*** Opening INFORMATION SUPPLIED ***
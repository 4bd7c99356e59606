//! Token 来源：(token source, input stream) 二元组

use std::fmt;
use std::sync::Arc;

use once_cell::sync::Lazy;

use crate::stream::CharStream;

/// 产生 token 的组件（通常是 lexer）
///
/// token 只在构造时读取一次当前位置。
pub trait TokenSource: fmt::Debug + Send + Sync {
    /// 当前行号，1-based
    fn line(&self) -> usize;

    /// 当前列号，0-based
    fn column(&self) -> usize;

    /// 来源名称，用于诊断
    fn source_name(&self) -> &str {
        "<unknown>"
    }
}

static EMPTY_SOURCE: Lazy<Arc<SourcePair>> = Lazy::new(|| Arc::new(SourcePair::default()));

/// 不可变的来源二元组
///
/// 同一次 lexer 运行产生的所有 token 共享同一个 `Arc<SourcePair>`，
/// 创建后不再修改。
#[derive(Debug, Default)]
pub struct SourcePair {
    token_source: Option<Arc<dyn TokenSource>>,
    input_stream: Option<Arc<dyn CharStream>>,
}

impl SourcePair {
    /// 创建共享的来源二元组
    pub fn new(
        token_source: Option<Arc<dyn TokenSource>>,
        input_stream: Option<Arc<dyn CharStream>>,
    ) -> Arc<Self> {
        Arc::new(Self {
            token_source,
            input_stream,
        })
    }

    /// 无来源 token 使用的空二元组（进程内唯一实例）
    pub fn empty() -> Arc<Self> {
        Arc::clone(&EMPTY_SOURCE)
    }

    pub fn token_source(&self) -> Option<&Arc<dyn TokenSource>> {
        self.token_source.as_ref()
    }

    pub fn input_stream(&self) -> Option<&Arc<dyn CharStream>> {
        self.input_stream.as_ref()
    }

    /// 两个分量是否都缺失
    pub fn is_empty(&self) -> bool {
        self.token_source.is_none() && self.input_stream.is_none()
    }
}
*** Closing INFORMATION SUPPLIED ***
WORK TASK - For the word "TokenSource", count how many lines of the entries contain it; give the number and nothing more.

TASK OUTPUT - 4